The reduction in the amount of food produced by climate change subsequently reduces the amount of food people can access. Interruptions to the food system due to a climate event can lead to inflation, leaving the poorest families most vulnerable. One study shows that people living in urban areas under the poverty line spend up to 75% of their budget on food alone.

In many of the world's hungriest countries that rely on agriculture as their main industry, families eat seasonally. Climate change has prolonged the “hungry seasons,” the times before harvest when the previous supply of food has been used up. The next crops are not quite ready to pick.

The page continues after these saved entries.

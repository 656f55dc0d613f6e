//! Well-Known Text reading and writing for canonical geometries.
use geozero::{error::GeozeroError, GeozeroGeometry};

use crate::collector::GeometryBuilder;
use crate::error::{Error, Result};
use crate::geometry::{Coord, Geometry, LineString, Polygon};

/// Parses a WKT string, keeping Z values.
///
/// # Errors
///
/// Returns [`Error::InvalidWkt`] with the parser's error as its source.
pub fn from_wkt(text: &str) -> Result<Geometry> {
    let mut builder = GeometryBuilder::new();
    geozero::wkt::WktStr(text)
        .process_geom(&mut builder)
        .map_err(Error::InvalidWkt)?;
    builder.take_geometry().ok_or_else(|| {
        Error::InvalidWkt(GeozeroError::Geometry("No geometry found.".to_string()))
    })
}

/// Writes a geometry as WKT.
///
/// Geometries with Z values are tagged (`POINT Z (10 20 30)`). Members of a
/// `GeometryCollection` are tagged one by one, the collection itself never is.
///
/// # Errors
///
/// Fails with a validation error for a `MultiPoint` holding an empty point, and for a
/// geometry mixing 2D and 3D coordinates. WKT can express neither.
pub fn to_wkt(geometry: &Geometry) -> Result<String> {
    let mut writer = WktWriter::default();
    writer.geometry(geometry, 0)?;
    Ok(writer.out)
}

#[derive(Debug, Default)]
struct WktWriter {
    out: String,
}

impl WktWriter {
    fn comma(&mut self, idx: usize) {
        if idx > 0 {
            self.out.push(',');
        }
    }

    /// Writes the type tag. Returns `false` when the geometry was written as `EMPTY`.
    fn header(&mut self, tag: &str, with_z: bool, empty: bool, idx: usize) -> bool {
        self.comma(idx);
        self.out.push_str(tag);
        if empty {
            self.out.push_str(" EMPTY");
            return false;
        }
        if with_z {
            self.out.push_str(" Z ");
        }
        true
    }

    fn coord(&mut self, coord: &Coord, with_z: bool, idx: usize) -> Result<()> {
        self.comma(idx);
        self.out.push_str(&format!("{} {}", coord.x, coord.y));
        match (with_z, coord.z) {
            (true, Some(z)) => self.out.push_str(&format!(" {z}")),
            (true, None) | (false, Some(_)) => {
                return Err(Error::validation(
                    "Cannot write WKT for a geometry mixing 2D and 3D coordinates.",
                ))
            }
            (false, None) => {}
        }
        Ok(())
    }

    fn coords(&mut self, coords: &[Coord], with_z: bool) -> Result<()> {
        self.out.push('(');
        for (idx, coord) in coords.iter().enumerate() {
            self.coord(coord, with_z, idx)?;
        }
        self.out.push(')');
        Ok(())
    }

    /// An untagged line: a polygon ring or a `MultiLineString` member.
    fn line(&mut self, line: &LineString, with_z: bool, idx: usize) -> Result<()> {
        self.comma(idx);
        if line.0.is_empty() {
            self.out.push_str("EMPTY");
            return Ok(());
        }
        self.coords(&line.0, with_z)
    }

    fn rings(&mut self, polygon: &Polygon, with_z: bool) -> Result<()> {
        self.out.push('(');
        for (idx, ring) in polygon.rings().enumerate() {
            self.line(ring, with_z, idx)?;
        }
        self.out.push(')');
        Ok(())
    }

    fn geometry(&mut self, geometry: &Geometry, idx: usize) -> Result<()> {
        let with_z = geometry.has_z();
        match geometry {
            Geometry::Point(point) => {
                if self.header("POINT", with_z, point.0.is_none(), idx) {
                    self.coords(point.0.as_slice(), with_z)?;
                }
            }
            Geometry::LineString(line) => {
                if self.header("LINESTRING", with_z, line.0.is_empty(), idx) {
                    self.coords(&line.0, with_z)?;
                }
            }
            Geometry::Polygon(polygon) => {
                if self.header("POLYGON", with_z, polygon.is_empty(), idx) {
                    self.rings(polygon, with_z)?;
                }
            }
            Geometry::MultiPoint(points) => {
                if self.header("MULTIPOINT", with_z, points.0.is_empty(), idx) {
                    self.out.push('(');
                    for (i, point) in points.0.iter().enumerate() {
                        let Some(coord) = &point.0 else {
                            return Err(Error::validation(
                                "Cannot write WKT for a MultiPoint holding an empty point.",
                            ));
                        };
                        self.comma(i);
                        self.coords(std::slice::from_ref(coord), with_z)?;
                    }
                    self.out.push(')');
                }
            }
            Geometry::MultiLineString(lines) => {
                if self.header("MULTILINESTRING", with_z, lines.0.is_empty(), idx) {
                    self.out.push('(');
                    for (i, line) in lines.0.iter().enumerate() {
                        self.line(line, with_z, i)?;
                    }
                    self.out.push(')');
                }
            }
            Geometry::MultiPolygon(polygons) => {
                if self.header("MULTIPOLYGON", with_z, polygons.0.is_empty(), idx) {
                    self.out.push('(');
                    for (i, polygon) in polygons.0.iter().enumerate() {
                        self.comma(i);
                        if polygon.is_empty() {
                            self.out.push_str("EMPTY");
                        } else {
                            self.rings(polygon, with_z)?;
                        }
                    }
                    self.out.push(')');
                }
            }
            Geometry::GeometryCollection(collection) => {
                if self.header("GEOMETRYCOLLECTION", false, collection.0.is_empty(), idx) {
                    self.out.push('(');
                    for (i, member) in collection.0.iter().enumerate() {
                        self.geometry(member, i)?;
                    }
                    self.out.push(')');
                }
            }
        }
        Ok(())
    }
}

#[cfg(test)]
mod test {
    use std::error::Error as _;

    use super::*;
    use crate::geometry::{GeometryCollection, GeometryKind, MultiPoint, Point};

    #[test]
    fn test_parse_2d() {
        let geometry = from_wkt("POLYGON((0 0, 0 40, 40 40, 40 0, 0 0))").unwrap();
        assert_eq!(geometry.kind(), GeometryKind::Polygon);
        assert!(!geometry.has_z());
        assert_eq!(geometry.coords().count(), 5);
    }

    #[test]
    fn test_parse_3d() {
        let geometry = from_wkt("POINT Z (10 20 30)").unwrap();
        assert_eq!(geometry, Geometry::Point(Point::new_z(10., 20., 30.)));
    }

    #[test]
    fn test_invalid_wkt() {
        let err = from_wkt("not-a-wkt-string").unwrap_err();
        assert!(matches!(err, Error::InvalidWkt(_)));
        assert!(err.source().is_some());
    }

    #[test]
    fn test_write() {
        for (text, expected) in [
            ("POINT (10 20)", "POINT(10 20)"),
            ("POINT Z (10 20 3)", "POINT Z (10 20 3)"),
            ("POINT EMPTY", "POINT EMPTY"),
            ("LINESTRING (0 1, 1 2)", "LINESTRING(0 1,1 2)"),
            ("LINESTRING Z (0 1 2, 1 2 3)", "LINESTRING Z (0 1 2,1 2 3)"),
            (
                "POLYGON Z ((0 0 1, 0 1 1, 1 1 1, 0 0 1))",
                "POLYGON Z ((0 0 1,0 1 1,1 1 1,0 0 1))",
            ),
            ("MULTIPOINT Z ((0 0 1), (1 2 3))", "MULTIPOINT Z ((0 0 1),(1 2 3))"),
            (
                "GEOMETRYCOLLECTION(POINT Z (1 2 3), LINESTRING (0 0, 1 1))",
                "GEOMETRYCOLLECTION(POINT Z (1 2 3),LINESTRING(0 0,1 1))",
            ),
        ] {
            assert_eq!(to_wkt(&from_wkt(text).unwrap()).unwrap(), expected);
        }
    }

    #[test]
    fn test_roundtrip() {
        for text in [
            "LINESTRING(10 10, 20 20, 21 30)",
            "MULTIPOINT((0 0), (10 20), (15 20), (30 30))",
            "MULTIPOLYGON(((10 10, 10 20, 20 20, 20 15, 10 10)),((60 60, 70 70, 80 60, 60 60)))",
            "GEOMETRYCOLLECTION(POINT (10 10), POINT (30 30), LINESTRING (15 15, 20 20))",
            "POINT Z (10 20 3)",
            "LINESTRING Z (10 10 30, 20 20 30, 21 30 30)",
            "POLYGON Z ((0 0 30, 0 40 30, 40 40 30, 40 0 30, 0 0 30))",
            "MULTIPOINT Z ((0 0 30), (10 20 30))",
            "MULTILINESTRING Z ((10 10 30, 20 20 30), (15 15 30, 30 15 30))",
            "MULTIPOLYGON Z (((10 10 30, 10 20 30, 20 20 30, 10 10 30)))",
            "GEOMETRYCOLLECTION(POINT Z (10 10 30), LINESTRING Z (15 15 30, 20 20 30))",
        ] {
            let geometry = from_wkt(text).unwrap();
            assert_eq!(from_wkt(&to_wkt(&geometry).unwrap()).unwrap(), geometry);
        }
    }

    #[test]
    fn test_unwritable() {
        let holey = Geometry::MultiPoint(MultiPoint(vec![Point::new(1., 2.), Point::empty()]));
        assert!(to_wkt(&holey).is_err());

        let mut line: LineString = [(0., 0., 1.), (1., 1., 1.)].into_iter().collect();
        line.0[1].z = None;
        assert!(to_wkt(&Geometry::LineString(line)).is_err());

        let members = Geometry::GeometryCollection(GeometryCollection(vec![
            Geometry::Point(Point::new(1., 2.)),
            Geometry::Point(Point::new_z(1., 2., 3.)),
        ]));
        assert_eq!(
            to_wkt(&members).unwrap(),
            "GEOMETRYCOLLECTION(POINT(1 2),POINT Z (1 2 3))"
        );
    }
}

Climate Change and the Nutritional Value of Food

Climate change affects not only the quantity of food but also its quality. Higher carbon dioxide concentrations in plants reduce their protein, zinc, and iron content. By 2050, an estimated 175 million people could develop zinc deficiencies, and 122 million people may be protein-deficient. Climate extremes also threaten livestock and fish populations, further reducing the nutritional value of food available.

Food Waste in a Changing Climate

Climate change also contributes to increased food waste. Crops grown in high-drought areas, when moved into humid storage facilities, are vulnerable to fungal infestations and pests. Likewise, flooding from extreme rainfalls can produce toxic mold on crops. According to the UN’s Food and Agriculture Organization, roughly one-third of the food produced by farmers is lost between the field and the market in low- and middle-income countries, further exacerbating the hunger crisis.

Looking Ahead: The Future of Climate Change and Hunger

The impacts of climate change on the global food system disproportionately affect those who already suffer from hunger and undernutrition, making them the most vulnerable. It is thus imperative that global efforts to combat climate change are closely tied to those aimed at reducing hunger.